* PROMPT *
Across the whole listing, copy out every line that includes the string "what".

* GIVEN RECORDS *

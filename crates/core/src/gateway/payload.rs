use serde::{Deserialize, Serialize};
use tracing::debug;

use super::{ProgressUpdate, RemoteAchievement, RemoteTitle, UserProfile};
use crate::error::{ApiError, ApiResult};

#[derive(Debug, Deserialize)]
#[serde(rename_all = "camelCase")]
struct ProfileResponse {
    profile_users: Vec<ProfileUser>,
}

#[derive(Debug, Deserialize)]
struct ProfileUser {
    id: String,
    #[serde(default)]
    settings: Vec<ProfileSetting>,
}

#[derive(Debug, Deserialize)]
struct ProfileSetting {
    #[serde(default)]
    id: Option<String>,
    value: String,
}

#[derive(Debug, Deserialize)]
struct TitleHistoryResponse {
    titles: Vec<TitleEntry>,
}

#[derive(Debug, Deserialize)]
#[serde(rename_all = "camelCase")]
struct TitleEntry {
    #[serde(default)]
    title_id: Option<String>,
    #[serde(default)]
    name: Option<String>,
    #[serde(default)]
    display_image: Option<String>,
}

#[derive(Debug, Deserialize)]
struct AchievementsResponse {
    achievements: Vec<AchievementEntry>,
}

#[derive(Debug, Deserialize)]
#[serde(rename_all = "camelCase")]
struct AchievementEntry {
    #[serde(default)]
    id: Option<String>,
    #[serde(default)]
    name: Option<String>,
    #[serde(default)]
    description: Option<String>,
    #[serde(default)]
    service_config_id: Option<String>,
    #[serde(default)]
    progress_state: Option<String>,
    #[serde(default)]
    progression: Option<Progression>,
    #[serde(default)]
    media_assets: Vec<MediaAsset>,
}

#[derive(Debug, Deserialize)]
struct Progression {
    #[serde(default)]
    requirements: Vec<Requirement>,
}

#[derive(Debug, Deserialize)]
struct Requirement {
    #[serde(default)]
    id: Option<String>,
}

#[derive(Debug, Deserialize)]
struct MediaAsset {
    #[serde(default)]
    url: Option<String>,
}

fn malformed(what: &str, err: serde_json::Error) -> ApiError {
    ApiError::Malformed(format!("{what}: {err}"))
}

/// Parse the profile settings response into gamertag and user id.
pub fn parse_profile(body: &str) -> ApiResult<UserProfile> {
    let response: ProfileResponse =
        serde_json::from_str(body).map_err(|err| malformed("profile", err))?;
    let user = response
        .profile_users
        .into_iter()
        .next()
        .ok_or_else(|| ApiError::Malformed("profile: no user in response".to_string()))?;
    let gamertag = user
        .settings
        .iter()
        .find(|setting| setting.id.as_deref() == Some("Gamertag"))
        .or_else(|| user.settings.first())
        .map(|setting| setting.value.clone())
        .ok_or_else(|| ApiError::Malformed("profile: gamertag setting missing".to_string()))?;

    Ok(UserProfile {
        xuid: user.id,
        gamertag,
    })
}

/// Parse the title history; entries without a title id are skipped.
pub fn parse_title_history(body: &str) -> ApiResult<Vec<RemoteTitle>> {
    let response: TitleHistoryResponse =
        serde_json::from_str(body).map_err(|err| malformed("title history", err))?;
    Ok(response
        .titles
        .into_iter()
        .filter_map(|entry| {
            let title_id = entry.title_id?;
            Some(RemoteTitle {
                title_id,
                name: entry.name,
                image: entry.display_image,
            })
        })
        .collect())
}

/// Flatten the achievements tree; entries without an id are skipped.
pub fn parse_achievements(body: &str) -> ApiResult<Vec<RemoteAchievement>> {
    let response: AchievementsResponse =
        serde_json::from_str(body).map_err(|err| malformed("achievements", err))?;
    Ok(response
        .achievements
        .into_iter()
        .filter_map(|entry| {
            let Some(id) = entry.id else {
                debug!(name = ?entry.name, "skipping achievement without id");
                return None;
            };
            let requirement_id = entry
                .progression
                .and_then(|progression| progression.requirements.into_iter().next())
                .and_then(|requirement| requirement.id);
            Some(RemoteAchievement {
                id,
                name: entry.name,
                description: entry.description,
                service_config_id: entry.service_config_id,
                progress_state: entry.progress_state,
                requirement_id,
                image: entry.media_assets.into_iter().next().and_then(|asset| asset.url),
            })
        })
        .collect())
}

#[derive(Debug, Serialize)]
#[serde(rename_all = "camelCase")]
struct AchievementProgress<'a> {
    id: &'a str,
    percent_complete: &'static str,
}

/// Body of the progress update request.
#[derive(Debug, Serialize)]
#[serde(rename_all = "camelCase")]
pub struct ProgressUpdateBody<'a> {
    action: &'static str,
    service_config_id: &'a str,
    title_id: &'a str,
    user_id: &'a str,
    achievements: Vec<AchievementProgress<'a>>,
}

impl<'a> From<&'a ProgressUpdate> for ProgressUpdateBody<'a> {
    fn from(update: &'a ProgressUpdate) -> Self {
        Self {
            action: "progressUpdate",
            service_config_id: &update.service_config_id,
            title_id: &update.title_id,
            user_id: &update.xuid,
            achievements: vec![AchievementProgress {
                id: &update.achievement_id,
                percent_complete: "100",
            }],
        }
    }
}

* SOLUTION FOR THIS TASK *
fn malformed(what: &str, err: serde_json::Error) -> ApiError {
    ApiError::Malformed(format!("{what}: {err}"))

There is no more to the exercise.